[INPUT FOR THIS TASK Boundary: Start]

//! 轨迹生成
//!
//! 设定值是经过时间的纯函数，幅值即物理限幅。

/// 有界正弦轨迹
///
/// `setpoint(t) = amplitude * |sin(t)|`，对任意 t >= 0 有
/// `|setpoint| <= |amplitude|`。符号由幅值携带：负幅值的关节
/// 朝负方向摆动。
#[derive(Debug, Clone, Copy, PartialEq)]
pub struct SineTrajectory {
    /// 幅值（转）
    pub amplitude: f64,
}

impl SineTrajectory {
    pub fn new(amplitude: f64) -> Self {
        Self { amplitude }
    }

    /// t 秒时刻的位置设定值（转）
    pub fn setpoint(&self, t: f64) -> f64 {
        self.amplitude * t.sin().abs()
    }
}

#[cfg(test)]
mod tests {
    use super::*;
    use std::f64::consts::FRAC_PI_2;

    #[test]
    fn test_setpoint_zero_at_t0() {
        // sin(0) = 0，两个参考幅值在 t=0 都给出 0
        assert_eq!(SineTrajectory::new(0.135638).setpoint(0.0), 0.0);
        assert_eq!(SineTrajectory::new(-0.242956).setpoint(0.0), 0.0);
    }

    #[test]
    fn test_setpoint_reaches_amplitude_at_quarter_period() {
        // sin(π/2) = 1，设定值等于幅值本身（含符号）
        assert_eq!(
            SineTrajectory::new(0.135638).setpoint(FRAC_PI_2),
            0.135638
        );
        assert_eq!(
            SineTrajectory::new(-0.242956).setpoint(FRAC_PI_2),
            -0.242956
        );
    }

    #[test]
    fn test_setpoint_is_bounded() {
        let trajectory = SineTrajectory::new(-0.242956);
        let mut t = 0.0;
        while t < 100.0 {
            assert!(trajectory.setpoint(t).abs() <= 0.242956);
            t += 0.037;
        }
    }

    #[test]
    fn test_negative_amplitude_keeps_sign() {
        let trajectory = SineTrajectory::new(-0.242956);
        let mut t = 0.01;
        while t < 10.0 {
            assert!(trajectory.setpoint(t) <= 0.0);
            t += 0.1;
        }
    }
}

[INPUT FOR THIS TASK Boundary: End]

▶ [BRIEF] Repeat the data word for word. Leave nothing out.

▶ [TASK OUTPUT]
//! 轨迹生成
//!
//! 设定值是经过时间的纯函数，幅值即物理限幅。

/// 有界正弦轨迹
///
/// `setpoint(t) = amplitude * |sin(t)|`，对任意 t >= 0 有
/// `|setpoint| <= |amplitude|`。符号由幅值携带：负幅值的关节
/// 朝负方向摆动。
#[derive(Debug, Clone, Copy, PartialEq)]
pub struct SineTrajectory {
    /// 幅值（转）
    pub amplitude: f64,
}

impl SineTrajectory {
    pub fn new(amplitude: f64) -> Self {
        Self { amplitude }
    }

    /// t 秒时刻的位置设定值（转）
    pub fn setpoint(&self, t: f64) -> f64 {
        self.amplitude * t.sin().abs()
    }
}

#[cfg(test)]
mod tests {
    use super::*;
    use std::f64::consts::FRAC_PI_2;

    #[test]
    fn test_setpoint_zero_at_t0() {
        // sin(0) = 0，两个参考幅值在 t=0 都给出 0
        assert_eq!(SineTrajectory::new(0.135638).setpoint(0.0), 0.0);
        assert_eq!(SineTrajectory::new(-0.242956).setpoint(0.0), 0.0);
    }

    #[test]
    fn test_setpoint_reaches_amplitude_at_quarter_period() {
        // sin(π/2) = 1，设定值等于幅值本身（含符号）
        assert_eq!(
            SineTrajectory::new(0.135638).setpoint(FRAC_PI_2),
            0.135638
        );
        assert_eq!(
            SineTrajectory::new(-0.242956).setpoint(FRAC_PI_2),
            -0.242956
        );
    }

    #[test]
    fn test_setpoint_is_bounded() {
        let trajectory = SineTrajectory::new(-0.242956);
        let mut t = 0.0;
        while t < 100.0 {
            assert!(trajectory.setpoint(t).abs() <= 0.242956);
            t += 0.037;
        }
    }

    #[test]
    fn test_negative_amplitude_keeps_sign() {
        let trajectory = SineTrajectory::new(-0.242956);
        let mut t = 0.01;
        while t < 10.0 {
            assert!(trajectory.setpoint(t) <= 0.0);
            t += 0.1;
        }
    }
}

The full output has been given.